Proper Modeling for Cost Table

I'm looking for opinions on the proper way to handle my Cost Table but am struggling with what i'm finding online... I've thought of a few solutions but am looking for suggestions on the optimal path. I've given a quick rundown of options I've thought about but there's a good chance i'm going about this the wrong way, so please feel free to put out other options...

 

Do any of these look like the right approach? What would you do?

 

Quick mockup of what the basica data looks like -

 

MostlySunny_1-1675277415886.png

 

Option 1 - Connect on MatRegion Key for a many-many relationship. 

  • Would have to calculate Cost in a measure that pulls cost when Start Year Month <= Date Approved < End Year Month. 
  • Seems logical but has been really slow in practice... to the point of a table crashing due to lack of memory

 

Option 2 - In Power Query, Iterate the date ranges in the cost table to give repetitive costs for each product for each day in between the date ranges via  ={Number.From([Valid From])..Number.From([Valid To])}.

  • Lets me create a key [material][region][date] at the day level to use in a relationship to the fact table key [material][region][date approved] for a 1->* relationship with the many side being the fact table.
  • Downside to this is that when you create a record for every day between the date ranges in the cost table you take in a ton of redundant data. If a materials cost was valid for a year, you now have 365 rows representing that cost.
    • To demonstrate, this take the cost table from 650k rows to around 70,000,000... this makes refreshing a nightmare, if it will even load

 

Option 3 - Same as 2, iterate date ranges in Power Query, but instead of loading to the model create the keys in PQ and merge so that only the needed costs are pulled into the reports.

  • I think this is the best yet. It gets rid of having two fact tables and its a big reduction to the model size.
  • Downside is that I also need my cost data for a POS table i'm required to bring in...
  • This option is what feels correct to me but once I bring in the POS table and merge cost into that too, the report has begun hanging in Load window after clicking Close & Apply in Power Query. 

 

 

*** There are some other tables in the model with additional merges but the Cost Table is by far the bulk of the data ***

 

1 REPLY 1
BA_Pete
Super User
Super User

Hi @MostlySunny ,

 

It looks as though your Cost table is a Slowly-Changing Dimension (SCD) table i.e. item rows get duplicated based on changing relevant dates, such as 'active from <date>, active to <date>'.

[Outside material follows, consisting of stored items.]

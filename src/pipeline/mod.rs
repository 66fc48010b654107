//! # Pipeline
//!
//! Sequences the requested [`Operation`]s, applies the continue-on-error policy and
//! owns the graph store handle for the duration of a run.
//!
//! Components report failures as [`LoaderError`](crate::error::LoaderError) values and
//! never decide whether the run survives them; that decision lives in
//! [`PipelineOrchestrator::run`].

pub mod operation;
pub mod orchestrator;
pub mod report;

pub use operation::Operation;
pub use orchestrator::PipelineOrchestrator;
pub use report::{LoadSummary, OperationStatus, RunFailure, RunReport};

If so, then I'd recommend handling this in DAX. I generally recommend against using calculated columns in DAX but this is the one exception I make - I haven't found a faster or simpler method yet.

 

--Assumptions--

[Date Approved] sits in your Quote Line table and is a proper date.

[Start Year Month] is a proper date.

[End Year month] is a proper date.

CostTable[Material] and QuoteLine[Material] contain relatable values.

 

--Process--

Remove the relationship between CostTable and QuoteLine.

Add a new DAX calculated column in your QuoteLine table as follows:

..materialCost = 
CALCULATE(
    VAR __Material = VALUES(QuoteLine[Material])
    VAR __AppDate = VALUES(QuoteLine[Date Approved])
    RETURN
    MAXX(
        FILTER(
            costTable,
            costTable[Material] = __Material
            && costTable[Start Year Month] <= __AppDate
            && costTable[End Year Month] >= __AppDate
        ),
        costTable[Cost (LC)]
    )
)

 

You should find this to be far more performant than Many:Many relationships and Power Query gymnastics.